I drink from the bottle, as well, then pass it back to the girls. “We don’t have any glasses, so we’ll have to make do with this,” I say cheerfully. And truly, who cares what Emily Post would say about an innocent touch of naughtiness? Well, Booker might. But I’m not going to worry about it. It adds to the night’s merriment.
Will hands me the cork he returned to its wire cage and puts the car back in gear. As he shoots back out onto the road, I carefully wrap it in my handkerchief and put the little bundle in my evening bag. I’m keeping it as a souvenir of this evening. Heck, I might even keep the entire bottle. It is the first standard of champagne anyone’s ever given me.
Between us, we kill off the giggle water on our drive to the new speakeasy. Dot, Clara and I do, at any rate, and even Booker downs a couple big gulps. Will merely drinks a single man-sized swallow, claiming only college boys and chumps drive blotto. I am oddly pleased by his responsibility and the knowledge I am always safe in his company. Dot nudges me and hands over the bottle.

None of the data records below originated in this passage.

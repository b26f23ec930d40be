//! Track format descriptor
//!
//! The format of a collection is the closed enumeration of which optional
//! columns it carries and whether its elements are point- or segment-shaped.
//! Binary operations decide their output format by joining the two input
//! formats, and lift the narrower side through [`coerce_collection`].
//!
//! Strand presence is orthogonal to the format and tracked separately.

use crate::core::collection::TrackCollection;
use crate::core::error::{Result, TrackOpError};

/// The declared shape of a collection
///
/// Partitions (segment variants with gap-filling semantics) are a declared
/// extension point and not part of the supported set.
#[derive(Debug, Clone, Copy, PartialEq, Eq, Hash)]
pub enum TrackFormat {
    Points,
    ValuedPoints,
    LinkedPoints,
    LinkedValuedPoints,
    Segments,
    ValuedSegments,
}

impl TrackFormat {
    /// Derive a format from column presence
    ///
    /// Returns `None` for combinations outside the supported set
    /// (linked segments).
    pub fn from_parts(segmented: bool, valued: bool, linked: bool) -> Option<Self> {
        match (segmented, valued, linked) {
            (false, false, false) => Some(TrackFormat::Points),
            (false, true, false) => Some(TrackFormat::ValuedPoints),
            (false, false, true) => Some(TrackFormat::LinkedPoints),
            (false, true, true) => Some(TrackFormat::LinkedValuedPoints),
            (true, false, false) => Some(TrackFormat::Segments),
            (true, true, false) => Some(TrackFormat::ValuedSegments),
            (true, _, true) => None,
        }
    }

    /// Whether elements carry an explicit end coordinate
    pub fn is_segmented(&self) -> bool {
        matches!(self, TrackFormat::Segments | TrackFormat::ValuedSegments)
    }

    /// Whether elements carry a value
    pub fn has_values(&self) -> bool {
        matches!(
            self,
            TrackFormat::ValuedPoints
                | TrackFormat::LinkedValuedPoints
                | TrackFormat::ValuedSegments
        )
    }

    /// Whether elements carry ids and link edges
    pub fn has_links(&self) -> bool {
        matches!(
            self,
            TrackFormat::LinkedPoints | TrackFormat::LinkedValuedPoints
        )
    }

    /// Human-readable format name
    pub fn name(&self) -> &'static str {
        match self {
            TrackFormat::Points => "Points",
            TrackFormat::ValuedPoints => "Valued points",
            TrackFormat::LinkedPoints => "Linked points",
            TrackFormat::LinkedValuedPoints => "Linked valued points",
            TrackFormat::Segments => "Segments",
            TrackFormat::ValuedSegments => "Valued segments",
        }
    }

    /// The columns a collection of this format must populate
    pub fn required_columns(&self) -> &'static [&'static str] {
        match self {
            TrackFormat::Points => &["starts"],
            TrackFormat::ValuedPoints => &["starts", "values"],
            TrackFormat::LinkedPoints => &["starts", "ids", "edges"],
            TrackFormat::LinkedValuedPoints => &["starts", "values", "ids", "edges"],
            TrackFormat::Segments => &["starts", "ends"],
            TrackFormat::ValuedSegments => &["starts", "ends", "values"],
        }
    }

    /// Join of two formats: the output format of a binary operation
    ///
    /// The result is segment-shaped if either input is, and carries values
    /// or links only when both inputs do (a value or id column cannot be
    /// synthesized for a side that lacks it).
    pub fn widen(a: TrackFormat, b: TrackFormat) -> TrackFormat {
        let segmented = a.is_segmented() || b.is_segmented();
        let valued = a.has_values() && b.has_values();
        // Linked inputs are point-shaped in the supported set, so a linked
        // join is never segment-shaped.
        let linked = a.has_links() && b.has_links();
        match (segmented, valued, linked) {
            (false, false, false) => TrackFormat::Points,
            (false, true, false) => TrackFormat::ValuedPoints,
            (false, false, true) => TrackFormat::LinkedPoints,
            (false, true, true) => TrackFormat::LinkedValuedPoints,
            (true, false, _) => TrackFormat::Segments,
            (true, true, _) => TrackFormat::ValuedSegments,
        }
    }
}

impl std::fmt::Display for TrackFormat {
    fn fmt(&self, f: &mut std::fmt::Formatter<'_>) -> std::fmt::Result {
        write!(f, "{}", self.name())
    }
}

/// Lift a collection from one format to another without mutating the source
///
/// Manufactures `ends = starts + 1` when widening points to segment shape
/// and drops aux columns absent from the target. Strand columns ride along
/// untouched. Fails with [`TrackOpError::IncompatibleFormat`] when the
/// target requires a column the source cannot supply; this is unreachable
/// for joins of the six supported formats.
pub fn coerce_collection(
    collection: &TrackCollection,
    from: TrackFormat,
    to: TrackFormat,
) -> Result<TrackCollection> {
    let incompatible = || TrackOpError::IncompatibleFormat { from, to };

    if (to.has_values() && !from.has_values())
        || (to.has_links() && !from.has_links())
        || (!to.is_segmented() && from.is_segmented())
    {
        return Err(incompatible());
    }

    let mut out = if to.is_segmented() {
        let ends = match collection.ends() {
            Some(ends) => ends.to_vec(),
            None => collection.starts().iter().map(|s| s + 1).collect(),
        };
        TrackCollection::segments(collection.starts().to_vec(), ends)?
    } else {
        TrackCollection::points(collection.starts().to_vec())
    };

    if to.has_values() {
        if let Some(values) = collection.values() {
            out = out.with_values(values.clone())?;
        }
    }
    if to.has_links() {
        if let (Some(ids), Some(edges)) = (collection.ids(), collection.edges()) {
            out = out.with_links(ids.to_vec(), edges.to_vec())?;
            if let Some(weights) = collection.weights() {
                out = out.with_weights(weights.to_vec())?;
            }
        }
    }
    if let Some(strands) = collection.strands() {
        out = out.with_strands(strands.to_vec())?;
    }

    Ok(out)
}

#[cfg(test)]
mod tests {
    use super::*;

    #[test]
    fn test_widen_same_format_is_identity() {
        for f in [
            TrackFormat::Points,
            TrackFormat::ValuedPoints,
            TrackFormat::LinkedPoints,
            TrackFormat::LinkedValuedPoints,
            TrackFormat::Segments,
            TrackFormat::ValuedSegments,
        ] {
            assert_eq!(TrackFormat::widen(f, f), f);
        }
    }

    #[test]
    fn test_widen_points_with_segments() {
        assert_eq!(
            TrackFormat::widen(TrackFormat::Points, TrackFormat::Segments),
            TrackFormat::Segments
        );
        assert_eq!(
            TrackFormat::widen(TrackFormat::Segments, TrackFormat::Points),
            TrackFormat::Segments
        );
    }

    #[test]
    fn test_widen_drops_one_sided_aux() {
        assert_eq!(
            TrackFormat::widen(TrackFormat::ValuedPoints, TrackFormat::Segments),
            TrackFormat::Segments
        );
        assert_eq!(
            TrackFormat::widen(TrackFormat::LinkedPoints, TrackFormat::Points),
            TrackFormat::Points
        );
    }

    #[test]
    fn test_widen_is_commutative() {
        let all = [
            TrackFormat::Points,
            TrackFormat::ValuedPoints,
            TrackFormat::LinkedPoints,
            TrackFormat::LinkedValuedPoints,
            TrackFormat::Segments,
            TrackFormat::ValuedSegments,
        ];
        for a in all {
            for b in all {
                assert_eq!(TrackFormat::widen(a, b), TrackFormat::widen(b, a));
            }
        }
    }

    #[test]
    fn test_from_parts_rejects_linked_segments() {
        assert_eq!(TrackFormat::from_parts(true, false, true), None);
        assert_eq!(TrackFormat::from_parts(true, true, true), None);
    }

    #[test]
    fn test_coerce_points_to_segments() {
        let points = TrackCollection::points(vec![2, 5]);
        let out = coerce_collection(&points, TrackFormat::Points, TrackFormat::Segments).unwrap();
        assert_eq!(out.starts(), &[2, 5]);
        assert_eq!(out.ends(), Some(&[3, 6][..]));
    }

    #[test]
    fn test_coerce_narrowing_shape_fails() {
        let segments = TrackCollection::segments(vec![2], vec![4]).unwrap();
        let err = coerce_collection(&segments, TrackFormat::Segments, TrackFormat::Points);
        assert!(matches!(
            err,
            Err(TrackOpError::IncompatibleFormat { .. })
        ));
    }
}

We girls are more than a little bubbly by the time we arrive at Swanny Don’s. Will finds a spot to park in the big, dark lot out front and Clara, Dot and I all but tumble out of the car, laughing as we fumble a bit before finding our footing on the graveled lot.
The thump of drums and wail of horns filters through the walls as we approach the gin joint, but it’s nothing compared to when Booker opens the door for us. We’re hit by drifts of smoke and a wall of sound as we step into the dim, moody interior.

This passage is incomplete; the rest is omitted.